ASIATODAY.ID, JAKARTA – Kementerian Keuangan (Kemenkeu) Republik Indonesia mencatat, posisi utang pemerintah berada di angka Rp6.233,13 triliun hingga akhir Januari 2021.
Posisi utang ini setara dengan 40,28 persen terhadap Produk Domestik Bruto (PDB).
Dikutip dari Buku APBN Kita edisi Februari 2021, utang pemerintah ini masih didominasi oleh Surat Berharga Negara (SBN) sebesar 86,37 persen dan pinjaman sebesar 13,63 persen.
Secara rinci, utang dari SBN tercatat Rp5.383,55 triliun yang terdiri dari SBN domestik Rp4.133,38 triliun dan valas Rp1.250,17 triliun.

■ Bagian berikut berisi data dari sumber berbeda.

use crate::application::ports::identity::{IdentityGateway, Session};
use crate::application::ports::media_store::MediaStore;
use crate::application::ports::stores::{PostStore, ProfileStore};
use crate::domain::entities::{Profile, ProfileFields};
use crate::domain::value_objects::{FeedQuery, PostId, UserId};
use crate::shared::config::FeedConfig;
use crate::shared::error::{AppError, Result};
use chrono::Utc;
use std::sync::Arc;
use tracing::{info, warn};

/// Avatar supplied to a profile edit.
#[derive(Debug, Clone)]
pub enum AvatarInput {
    /// Leave the stored avatar as it is.
    Keep,
    /// Already-durable URL, no upload needed.
    Url(String),
    /// Local media that must be uploaded before any document write.
    Upload(Vec<u8>),
}

/// Outcome of the denormalization step, reported separately from the profile
/// update itself: a failed fan-out leaves the profile saved and the copies
/// lagging until a retry.
#[derive(Debug, Clone, PartialEq, Eq)]
pub enum FanoutStatus {
    Applied { posts_updated: usize },
    Failed { reason: String },
}

impl FanoutStatus {
    pub fn is_applied(&self) -> bool {
        matches!(self, FanoutStatus::Applied { .. })
    }
}

#[derive(Debug, Clone)]
pub struct ProfileUpdateReport {
    pub fields: ProfileFields,
    pub fanout: FanoutStatus,
}

/// Profile edits and the fan-out that keeps denormalized author fields on
/// posts eventually consistent with the profile source of truth.
pub struct ProfileService {
    profiles: Arc<dyn ProfileStore>,
    posts: Arc<dyn PostStore>,
    media: Arc<dyn MediaStore>,
    identity: Arc<dyn IdentityGateway>,
    fanout_batch_limit: usize,
}

impl ProfileService {
    pub fn new(
        profiles: Arc<dyn ProfileStore>,
        posts: Arc<dyn PostStore>,
        media: Arc<dyn MediaStore>,
        identity: Arc<dyn IdentityGateway>,
        config: &FeedConfig,
    ) -> Self {
        Self {
            profiles,
            posts,
            media,
            identity,
            fanout_batch_limit: config.fanout_batch_limit,
        }
    }

    /// Creates the profile document at sign-up, mirroring the session's
    /// fields, with an optional initial avatar upload.
    pub async fn initialize_profile(
        &self,
        session: &Session,
        avatar: AvatarInput,
    ) -> Result<Profile> {
        let avatar_url = self
            .resolve_avatar(&session.user_id, avatar, session.avatar_url.clone())
            .await?;
        let profile = Profile::new(
            session.user_id.clone(),
            session.display_name_or_default(),
        )
        .with_avatar(avatar_url.clone())
        .with_email(session.email.clone());

        self.identity
            .update_profile_fields(&profile.display_name, avatar_url.as_deref())
            .await?;
        self.profiles.create_profile(&profile).await?;
        info!(user_id = %profile.user_id, "profile created");
        Ok(profile)
    }

    /// Profile edit in three steps:
    ///
    /// 1. Local avatar media uploads to object storage first; a failure here
    ///    aborts before any document is touched.
    /// 2. The identity provider and the profile document update to the same
    ///    values. Neither is rolled back if the other fails; both converge on
    ///    retry.
    /// 3. Every post the user authored gets its denormalized author fields
    ///    rewritten in one all-or-nothing batch. A failure here is reported
    ///    as [`FanoutStatus::Failed`] while the profile stays saved.
    pub async fn update_profile(
        &self,
        user_id: &UserId,
        display_name: &str,
        avatar: AvatarInput,
    ) -> Result<ProfileUpdateReport> {
        let display_name = display_name.trim();

        let current = self.profiles.get_profile(user_id).await?;
        let kept = current.and_then(|p| p.avatar_url);
        let avatar_url = self.resolve_avatar(user_id, avatar, kept).await?;

        self.identity
            .update_profile_fields(display_name, avatar_url.as_deref())
            .await?;
        self.profiles
            .update_profile_fields(user_id, display_name, avatar_url.as_deref())
            .await?;

        let fields = ProfileFields {
            display_name: display_name.to_string(),
            avatar_url,
        };
        let fanout = match self.refresh_authored_posts(user_id, &fields).await {
            Ok(posts_updated) => {
                info!(user_id = %user_id, posts_updated, "profile fan-out applied");
                FanoutStatus::Applied { posts_updated }
            }
            Err(err) => {
                warn!(user_id = %user_id, "profile saved but fan-out failed: {err}");
                FanoutStatus::Failed {
                    reason: err.to_string(),
                }
            }
        };

        Ok(ProfileUpdateReport { fields, fanout })
    }

    /// The fan-out alone, independently retryable after a partial failure.
    ///
    /// Reads the full matching set into memory and rewrites it as one atomic
    /// batch; a set larger than the single-batch limit fails without writing
    /// anything, preserving all-or-nothing visibility.
    pub async fn refresh_authored_posts(
        &self,
        user_id: &UserId,
        fields: &ProfileFields,
    ) -> Result<usize> {
        let authored = self
            .posts
            .query_posts(&FeedQuery::by_author(user_id.clone()))
            .await
            .map_err(|err| AppError::PartialFanout(err.to_string()))?;
        if authored.is_empty() {
            return Ok(0);
        }
        if authored.len() > self.fanout_batch_limit {
            return Err(AppError::PartialFanout(format!(
                "{} authored posts exceed the single-batch limit of {}",
                authored.len(),
                self.fanout_batch_limit
            )));
        }

        let ids: Vec<PostId> = authored.into_iter().map(|p| p.id).collect();
        self.posts
            .rewrite_author_fields(&ids, &fields.display_name, fields.avatar_url.as_deref())
            .await
            .map_err(|err| AppError::PartialFanout(err.to_string()))?;
        Ok(ids.len())
    }

    async fn resolve_avatar(
        &self,
        user_id: &UserId,
        avatar: AvatarInput,
        kept: Option<String>,
    ) -> Result<Option<String>> {
        match avatar {
            AvatarInput::Keep => Ok(kept),
            AvatarInput::Url(url) => Ok(Some(url)),
            AvatarInput::Upload(bytes) => {
                let path = format!("profiles/{}/{}", user_id, Utc::now().timestamp_millis());
                let url = self.media.upload(&path, &bytes).await?;
                Ok(Some(url))
            }
        }
    }
}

Sedangkan utang melalui pinjaman tercatat Rp849,59 triliun. Pinjaman ini terdiri dari pinjaman dalam negeri Rp12,53 triliun dan pinjaman luar negeri Rp849,59 triliun.
Adapun utang dari pinjaman luar negeri ini terdiri dari pinjaman bilateral Rp329,64 triliun, pinjaman multilateral Rp462,87 triliun dan pinjaman dari commercial banks Rp44,54 triliun.
Lembaga Pengembangan Perbankan Indonesia (LPPI) mengingatkan pemerintah harus waspada dengan kenaikan utang luar negeri Indonesia (ULN). Selain itu, pemerintah juga harus bisa menjaga rasio utang tetap terkendali.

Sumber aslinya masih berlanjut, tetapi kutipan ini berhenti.